News

Partners of new mums with mental illness set to get targeted support on the NHS

New and expectant fathers will be offered mental health checks and treatment under radical action to support families, NHS England chief executive Simon Stevens announced today (2 December 2018).

In the landmark move, the partners of pregnant women and new mothers who are themselves suffering from anxiety, depression or more severe disorders such as psychosis will be automatically offered a comprehensive mental health assessment and sign-posted to professional support if needed.

The expansion of perinatal mental health services, alongside wider health services, will be set out in the forthcoming NHS long term plan.

It will mean that partners of expectant and new mothers who are seriously unwell, are not left to suffer in silence with mental health issues but are offered a range of help such as peer-support, behavioural couples therapy sessions and other family and parenting interventions in specialist community perinatal mental health settings or referred to a leading psychological talking therapy programme.

Simon Stevens, chief executive of NHS England said: “At what should be one of the happiest moments of our lives, caring for a partner suffering mental ill health when a new baby arrives is a difficult and often lonely experience. Alongside the backup and friendship of other new parents in NCT and other groups, the NHS has a role to play in helping support the whole family. These days dads and partners are rightly expected to be more hands on and NHS mental health services also need to step up and support families at times of extreme stress and anxiety.”

There is growing evidence of the mental health risk new and expectant fathers face. In the first six months after the birth of a baby, estimates put the prevalence rates of anxiety and depression symptoms in men at up to one in 10, while one in five women will experience a mental health problem during pregnancy and the first year after birth.

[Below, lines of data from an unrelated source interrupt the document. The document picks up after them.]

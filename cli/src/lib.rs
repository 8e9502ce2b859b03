//! # zipdir
//!
//! File: cli/src/lib.rs
//!
//! ## Overview
//!
//! Compresses a directory into a ZIP archive placed beside it and restores it again,
//! without ever overwriting an existing file or directory. The archive format itself
//! is handled by the `zip` crate; this crate contributes destination naming, the
//! breadth-first tree walk, and cleanup of partial output on failure.
//!
//! ## Layout
//!
//! - `common::archive`: `DirectoryArchiver` and the archive backend traits.
//! - `common::fs`: destination probing and filesystem helpers.
//! - `core`: configuration and error types.
//! - `commands`: the `compress` / `uncompress` handlers behind the `zipdir` binary.
//!
//! ```ignore
//! use zipdir::common::archive::DirectoryArchiver;
//!
//! let archiver = DirectoryArchiver::zip();
//! let archive = archiver.compress_directory(Path::new("./photos"))?;
//! ```
//!
pub mod commands;
pub mod common;
pub mod core;

pub use crate::common::archive::{ArchiverSettings, DirectoryArchiver};
pub use crate::core::error::{CompressionError, UncompressionError};
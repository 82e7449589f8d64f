// Copyright 2024 SAP SE
//
// Licensed under the Apache License, Version 2.0 (the "License");
// you may not use this file except in compliance with the License.
// You may obtain a copy of the License at
//
//     http://www.apache.org/licenses/LICENSE-2.0
//
// Unless required by applicable law or agreed to in writing, software
// distributed under the License is distributed on an "AS IS" BASIS,
// WITHOUT WARRANTIES OR CONDITIONS OF ANY KIND, either express or implied.
// See the License for the specific language governing permissions and
// limitations under the License.

use std::collections::BTreeMap;
use std::path::PathBuf;

use anyhow::Context;

use crate::config::{ImageConfig, Target};

/// All targets whose tag is missing in their registry, in path order.
pub fn missing_targets(repos: &BTreeMap<PathBuf, ImageConfig>) -> Vec<Target> {
    repos
        .values()
        .flat_map(ImageConfig::targets)
        .filter(|target| target.remote_tag_missing)
        .cloned()
        .collect()
}

/// Renders the `targets=<json>` line consumed by the build matrix.
pub fn render(targets: &[Target]) -> Result<String, anyhow::Error> {
    if targets.is_empty() {
        return Ok("targets=[]".to_string());
    }

    let json = serde_json::to_string(targets).context("cannot serialize targets")?;
    Ok(format!("targets={json}"))
}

Claire Murdoch, NHS England’s national mental health director said: “Any form of mental ill health during pregnancy, labour or early parenthood is a huge concern and it doesn’t just disrupt life for mums but also for dads, partners and the wider family. The NHS has made huge strides forward in improving mental health care for new mums and ensuring their partners are properly supported too is the next logical step.

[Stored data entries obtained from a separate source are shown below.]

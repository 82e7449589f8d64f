// Copyright 2024 SAP SE
//
// Licensed under the Apache License, Version 2.0 (the "License");
// you may not use this file except in compliance with the License.
// You may obtain a copy of the License at
//
//     http://www.apache.org/licenses/LICENSE-2.0
//
// Unless required by applicable law or agreed to in writing, software
// distributed under the License is distributed on an "AS IS" BASIS,
// WITHOUT WARRANTIES OR CONDITIONS OF ANY KIND, either express or implied.
// See the License for the specific language governing permissions and
// limitations under the License.

#![warn(clippy::pedantic)]

mod checker;
mod config;
mod decorate;
mod manifest;
mod registry;
mod resolve;
mod validate;

use std::collections::BTreeMap;
use std::env;
use std::fs::OpenOptions;
use std::io::Write;
use std::path::{Path, PathBuf};
use std::sync::{Arc, LazyLock};

use anyhow::Context;
use clap::builder::styling::Style;
use clap::{Parser, Subcommand};
use config::{Defaults, ImageConfig};
use registry::EcrConnector;
use tracing::error;
use tracing_subscriber::EnvFilter;

const BOLD_UNDERLINE: Style = Style::new().bold().underline();
static ENV_HELP: LazyLock<String> = LazyLock::new(|| {
    format!(
        "{BOLD_UNDERLINE}Environment variables:{BOLD_UNDERLINE:#}
  LOG_LEVEL                    Log filter for the JSON logs on stderr (default: error)
  GITHUB_OUTPUT                File the manifest is appended to with --github-output
  AWS_*                        Standard AWS SDK credential and profile settings
"
    )
});

/// Finds container images whose tag does not exist yet in their ECR registries
#[derive(Parser)]
#[command(version, about, long_about = None, after_help = ENV_HELP.to_string(), propagate_version = true)]
struct Cli {
    /// Root directory which contains the image directories, each with its own config.yml
    #[arg(long, default_value = ".", env = "IMAGE_DIRECTORY", global = true)]
    image_directory: PathBuf,

    /// Config file with the default account, region and role
    #[arg(long, default_value = "config-defaults.yml", env = "DEFAULTS_FILE", global = true)]
    defaults_file: PathBuf,

    /// Also append the manifest line to $GITHUB_OUTPUT
    #[arg(long, global = true)]
    github_output: bool,

    #[command(subcommand)]
    command: Commands,
}

#[derive(Subcommand)]
enum Commands {
    /// Checks every target in ECR and prints the ones that need to be built
    #[command(after_help = ENV_HELP.to_string())]
    Run,

    /// Resolves and validates all image configs without contacting ECR
    Lint,
}

#[tokio::main]
async fn main() -> Result<(), anyhow::Error> {
    init_logging()?;
    let cli = Cli::parse();

    match &cli.command {
        Commands::Run => {
            let mut repos = load(&cli.defaults_file, &cli.image_directory)?;
            checker::check_all(Arc::new(EcrConnector), &mut repos)
                .await
                .context("while checking ECR image tags")?;

            let line = manifest::render(&manifest::missing_targets(&repos))?;
            println!("{line}");
            if cli.github_output {
                append_github_output(&line)?;
            }
        },
        Commands::Lint => {
            let repos = load(&cli.defaults_file, &cli.image_directory)?;
            let target_count: usize = repos.values().map(|repo| repo.targets().len()).sum();
            println!("{} images, {target_count} targets valid", repos.len());
        },
    }

    Ok(())
}

/// Loads, resolves, validates and decorates every image config.
fn load(defaults_file: &Path, image_directory: &Path) -> Result<BTreeMap<PathBuf, ImageConfig>, anyhow::Error> {
    let defaults = Defaults::load(defaults_file)?;
    let repos = config::discover(image_directory)
        .with_context(|| format!("while reading image configs under {}", image_directory.display()))?;

    let mut repos = resolve::resolve_all(&defaults, repos);
    if let Err(err) = validate::validate(&repos) {
        error!(path = %err.path().display(), field = err.field(), "invalid image config");
        return Err(err).context("while validating config");
    }
    decorate::decorate(&mut repos);

    Ok(repos)
}

fn init_logging() -> Result<(), anyhow::Error> {
    let level = env::var("LOG_LEVEL").unwrap_or_default();
    let filter = if level.is_empty() {
        EnvFilter::new("error")
    } else {
        EnvFilter::try_new(&level).with_context(|| format!("unable to parse LOG_LEVEL {level:?}"))?
    };

    tracing_subscriber::fmt()
        .json()
        .with_env_filter(filter)
        .with_writer(std::io::stderr)
        .init();

    Ok(())
}

fn append_github_output(line: &str) -> Result<(), anyhow::Error> {
    let path = env::var("GITHUB_OUTPUT").context("cannot find GITHUB_OUTPUT")?;
    let mut file = OpenOptions::new()
        .create(true)
        .append(true)
        .open(&path)
        .with_context(|| format!("cannot write to $GITHUB_OUTPUT {path}"))?;
    writeln!(file, "{line}").with_context(|| format!("cannot write to $GITHUB_OUTPUT {path}"))?;

    Ok(())
}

“We want to give every family the best possible start in life and this will help do that.”

Dr Giles Berrisford is associate national clinical director for perinatal mental health for NHS England said: “Mental illnesses are cruel and they seem doubly cruel when they affect parents making that transition into family life. The expansion of perinatal mental health services with specialised community and inpatient beds helps to ensure mums with severe perinatal mental illnesses receive the help they need, when they need it. It is essential to support those people who care for these mums the most – their partners. This targeted support will help to achieve this.”

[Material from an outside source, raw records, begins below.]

// Copyright 2024 SAP SE
//
// Licensed under the Apache License, Version 2.0 (the "License");
// you may not use this file except in compliance with the License.
// You may obtain a copy of the License at
//
//     http://www.apache.org/licenses/LICENSE-2.0
//
// Unless required by applicable law or agreed to in writing, software
// distributed under the License is distributed on an "AS IS" BASIS,
// WITHOUT WARRANTIES OR CONDITIONS OF ANY KIND, either express or implied.
// See the License for the specific language governing permissions and
// limitations under the License.

use std::collections::BTreeMap;
use std::path::PathBuf;
use std::sync::Arc;

use anyhow::Context;
use tokio::task::JoinSet;
use tracing::debug;

use crate::config::{ImageConfig, Target};
use crate::registry::{Connector, ListRequest, TagLister};

/// Pages through the tagged images of `repo_name` until `repo_tag` shows up.
///
/// Returns `true` only when the whole listing was read without finding the
/// tag. Any failed call is returned as an error.
pub async fn remote_tag_missing<C: TagLister>(
    client: &C,
    target: &Target,
    repo_name: &str,
    repo_tag: &str,
) -> anyhow::Result<bool> {
    // without a role the default chain lists the caller's own registry
    let registry_id = if target.aws_role_arn.is_empty() {
        target.account_id().map(str::to_owned)
    } else {
        None
    };
    if let Some(registry_id) = &registry_id {
        debug!(registry = %registry_id, "no role assumed, scoping list call to registry");
    }

    let mut next_token = None;
    loop {
        let page = client
            .list_tagged_images(ListRequest {
                repository_name: repo_name.to_owned(),
                registry_id: registry_id.clone(),
                next_token: next_token.take(),
            })
            .await
            .with_context(|| format!("listing image tags for {repo_name}"))?;

        if page.tags.iter().any(|tag| tag.as_deref() == Some(repo_tag)) {
            debug!(repo = repo_name, tag = repo_tag, "found image tag");
            return Ok(false);
        }

        match page.next_token {
            Some(token) if !token.is_empty() => next_token = Some(token),
            _ => return Ok(true),
        }
    }
}

/// Checks every target of every image, one task per target.
///
/// The first failing target aborts the run and the remaining tasks are
/// cancelled.
pub async fn check_all<C: Connector>(
    connector: Arc<C>,
    repos: &mut BTreeMap<PathBuf, ImageConfig>,
) -> anyhow::Result<()> {
    let mut join_set = JoinSet::new();

    for (path, repo) in repos.iter() {
        for (idx, target) in repo.targets().iter().enumerate() {
            let connector = Arc::clone(&connector);
            let path = path.clone();
            let target = target.clone();
            let repo_name = repo.repo_name().to_owned();
            let repo_tag = repo.repo_tag().to_owned();

            join_set.spawn(async move {
                let client = connector
                    .connect(&target)
                    .await
                    .with_context(|| format!("setting up registry client for {}", target.full_image_ref))?;
                let missing = remote_tag_missing(&client, &target, &repo_name, &repo_tag)
                    .await
                    .with_context(|| format!("checking {}", target.full_image_ref))?;
                Ok::<_, anyhow::Error>((path, idx, missing))
            });
        }
    }

    while let Some(res) = join_set.join_next().await {
        let (path, idx, missing) = res??;
        if let Some(target) = repos
            .get_mut(&path)
            .and_then(|repo| repo.targets.as_mut())
            .and_then(|targets| targets.get_mut(idx))
        {
            target.remote_tag_missing = missing;
        }
    }

    Ok(())
}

As well as being crucial to new mothers, newborns and their families, perinatal services, parent bonding sessions, alongside other treatments for common mental illnesses like Improving Access to Psychological Therapies (IAPT), can play an important role in ensuring mental health is weaved into overall healthcare at the earliest possible stage of life.

IAPT is widely-recognised as the most ambitious programme of talking therapies in the world and in the past year alone has had over one million people referred for care.

NHS England is ramping up support with specialist community perinatal mental health teams set to cover the whole country by April next year, offering evidence-based psychiatric and psychological assessments and treatment for women with moderate to severe mental health problems during the perinatal period. They can also provide pre-conception advice for women with a current or past severe mental illness who are planning a pregnancy.

Teams can be made up of nurses, social workers, psychologists, psychiatrists, occupational therapists, nursery nurses, peer support workers and administrative staff, who all work together to provide a comprehensive service to mums, depending on what their individual needs are – with 9,000 women expected to have been treated this year.

The health service has also pressed ahead with plans to open four new, eight-bedded mother and baby units (MBUs), which will provide specialist care and support to mothers in parts of the country where access has historically been a problem.

Three new units have now opened – two eight bedded units in Kent and Lancashire, while a third interim four bedded unit opened in Devon in the spring, in advance of a full new unit which is under construction and opening next year. Another unit is expected to open in East Anglia in New Year.

NHS England plans to expand the current mother and baby unit bed capacity by 49%, so that there should be more than 160 beds for severely mentally unwell mothers to receive specialist care with their babies across England.